Sunday, November 1, 2009

A little more monad, and a semi-useful program

Okay, first, addressing a couple points from the comments on my previous post.

StdGen is not a monad (something I probably should have made a bit clearer). However, the way StdGen works is similar to the way monads work - they share the idea of replacing a change in the state of something with returning a value representing the new state.

I admit, the input-reversing program isn't done in the "right" way, but I've got to mention return somewhere.

A Semi-Useful Program!
It's nice to know that you can write a program that reverses its input, but it's not especially useful. So it's time to write something that is sort of useful. What will this program do? It's going to extract some information from an MP3's ID3 tags.

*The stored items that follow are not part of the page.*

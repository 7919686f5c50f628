use crate::buffer::Buffer;
use crate::error::{Error, Result};
use crate::{fmt_payload, IpProtocol};
use std::fmt::{Debug, Formatter};
use std::net::Ipv4Addr;

const VERSION_OFFSET: usize = 0;
const IHL_OFFSET: usize = 0;
const TOS_OFFSET: usize = 1;
const TOTAL_LENGTH_OFFSET: usize = 2;
const IDENTIFICATION_OFFSET: usize = 4;
const FLAGS_AND_FRAGMENT_OFFSET_OFFSET: usize = 6;
const TIME_TO_LIVE_OFFSET: usize = 8;
const PROTOCOL_OFFSET: usize = 9;
const CHECKSUM_OFFSET: usize = 10;
const SOURCE_OFFSET: usize = 12;
const DESTINATION_OFFSET: usize = 16;

/// Represents an IPv4 Packet.
///
/// The internal representation is held in network byte order (big-endian) and all accessor methods
/// take and return data in host byte order, converting as necessary for the given architecture.
pub struct Ipv4Packet<'a> {
    buf: Buffer<'a>,
}

impl<'a> Ipv4Packet<'a> {
    pub fn new(packet: &'a mut [u8]) -> Result<Self> {
        if packet.len() >= Self::minimum_packet_size() {
            Ok(Self {
                buf: Buffer::Mutable(packet),
            })
        } else {
            Err(Error::InsufficientPacketBuffer(
                String::from("Ipv4Packet"),
                Self::minimum_packet_size(),
                packet.len(),
            ))
        }
    }

    pub fn new_view(packet: &'a [u8]) -> Result<Self> {
        if packet.len() >= Self::minimum_packet_size() {
            Ok(Self {
                buf: Buffer::Immutable(packet),
            })
        } else {
            Err(Error::InsufficientPacketBuffer(
                String::from("Ipv4Packet"),
                Self::minimum_packet_size(),
                packet.len(),
            ))
        }
    }

    #[must_use]
    pub const fn minimum_packet_size() -> usize {
        20
    }

    #[must_use]
    pub fn get_version(&self) -> u8 {
        (self.buf.read(VERSION_OFFSET) & 0xf0) >> 4
    }

    #[must_use]
    pub fn get_header_length(&self) -> u8 {
        self.buf.read(IHL_OFFSET) & 0xf
    }

    #[must_use]
    pub fn get_tos(&self) -> u8 {
        self.buf.read(TOS_OFFSET)
    }

    #[must_use]
    pub fn get_total_length(&self) -> u16 {
        u16::from_be_bytes(self.buf.get_bytes(TOTAL_LENGTH_OFFSET))
    }

    #[must_use]
    pub fn get_identification(&self) -> u16 {
        u16::from_be_bytes(self.buf.get_bytes(IDENTIFICATION_OFFSET))
    }

    #[must_use]
    pub fn get_flags_and_fragment_offset(&self) -> u16 {
        u16::from_be_bytes(self.buf.get_bytes(FLAGS_AND_FRAGMENT_OFFSET_OFFSET))
    }

    #[must_use]
    pub fn get_ttl(&self) -> u8 {
        self.buf.read(TIME_TO_LIVE_OFFSET)
    }

    #[must_use]
    pub fn get_protocol(&self) -> IpProtocol {
        IpProtocol::from(self.buf.read(PROTOCOL_OFFSET))
    }

    #[must_use]
    pub fn get_checksum(&self) -> u16 {
        u16::from_be_bytes(self.buf.get_bytes(CHECKSUM_OFFSET))
    }

    #[must_use]
    pub fn get_source(&self) -> Ipv4Addr {
        Ipv4Addr::from(self.buf.get_bytes(SOURCE_OFFSET))
    }

    #[must_use]
    pub fn get_destination(&self) -> Ipv4Addr {
        Ipv4Addr::from(self.buf.get_bytes(DESTINATION_OFFSET))
    }

    pub fn set_version(&mut self, val: u8) {
        *self.buf.write(VERSION_OFFSET) =
            (self.buf.read(VERSION_OFFSET) & 0xf) | ((val & 0xf) << 4);
    }

    pub fn set_header_length(&mut self, val: u8) {
        *self.buf.write(IHL_OFFSET) = (self.buf.read(IHL_OFFSET) & 0xf0) | (val & 0xf);
    }

    pub fn set_tos(&mut self, val: u8) {
        *self.buf.write(TOS_OFFSET) = val;
    }

    pub fn set_total_length(&mut self, val: u16) {
        self.buf.set_bytes(TOTAL_LENGTH_OFFSET, val.to_be_bytes());
    }

    pub fn set_identification(&mut self, val: u16) {
        self.buf.set_bytes(IDENTIFICATION_OFFSET, val.to_be_bytes());
    }

    pub fn set_flags_and_fragment_offset(&mut self, val: u16) {
        self.buf
            .set_bytes(FLAGS_AND_FRAGMENT_OFFSET_OFFSET, val.to_be_bytes());
    }

    pub fn set_ttl(&mut self, val: u8) {
        *self.buf.write(TIME_TO_LIVE_OFFSET) = val;
    }

    pub fn set_protocol(&mut self, val: IpProtocol) {
        *self.buf.write(PROTOCOL_OFFSET) = val.id();
    }

    pub fn set_checksum(&mut self, val: u16) {
        self.buf.set_bytes(CHECKSUM_OFFSET, val.to_be_bytes());
    }

    pub fn set_source(&mut self, val: Ipv4Addr) {
        self.buf.set_bytes(SOURCE_OFFSET, val.octets());
    }

    pub fn set_destination(&mut self, val: Ipv4Addr) {
        self.buf.set_bytes(DESTINATION_OFFSET, val.octets());
    }

    pub fn set_payload(&mut self, vals: &[u8]) {
        let current_offset = Self::minimum_packet_size() + ipv4_options_length(self);
        self.buf.as_slice_mut()[current_offset..current_offset + vals.len()].copy_from_slice(vals);
    }

    #[must_use]
    pub fn packet(&self) -> &[u8] {
        self.buf.as_slice()
    }

    /// The bytes after the header, options included in the header length.
    #[must_use]
    pub fn payload(&self) -> &[u8] {
        let start = std::cmp::min(
            Self::minimum_packet_size() + ipv4_options_length(self),
            self.buf.as_slice().len(),
        );
        &self.buf.as_slice()[start..]
    }
}

fn ipv4_options_length(ipv4: &Ipv4Packet<'_>) -> usize {
    (ipv4.get_header_length() as usize * 4).saturating_sub(Ipv4Packet::minimum_packet_size())
}

impl Debug for Ipv4Packet<'_> {
    fn fmt(&self, f: &mut Formatter<'_>) -> std::fmt::Result {
        f.debug_struct("Ipv4Packet")
            .field("version", &self.get_version())
            .field("header_length", &self.get_header_length())
            .field("tos", &self.get_tos())
            .field("total_length", &self.get_total_length())
            .field("identification", &self.get_identification())
            .field(
                "flags_and_fragment_offset",
                &self.get_flags_and_fragment_offset(),
            )
            .field("ttl", &self.get_ttl())
            .field("protocol", &self.get_protocol())
            .field("checksum", &self.get_checksum())
            .field("source", &self.get_source())
            .field("destination", &self.get_destination())
            .field("payload", &fmt_payload(self.payload()))
            .finish()
    }
}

A quick overview: MP3 files commonly include information on the song they contain. This information is in the file in the form of an ID3 tag. It's not encoded in any special way; we can see it fairly easily by opening the file in a hex editor. Here's an example:
Photobucket
This particular file contains the song "I Feel Fantastic," by Jonathan Coulton. (It's a good song.) You can see an album name ("Our Bodies, Ourselves, Our Cybernetic Arms"), the artist's name, the composer's name (the previous two are the same in this case), the track title, the year of release, and the track's position on the album. You can also see the beginning of an image file inside the MP3. ID3 tags can also include information like genre, track length, or beats per minute. When you open an MP3 in iTunes, Winamp, or whatever program you use for that sort of thing, the ID3 tags are where the program gets its information about the song.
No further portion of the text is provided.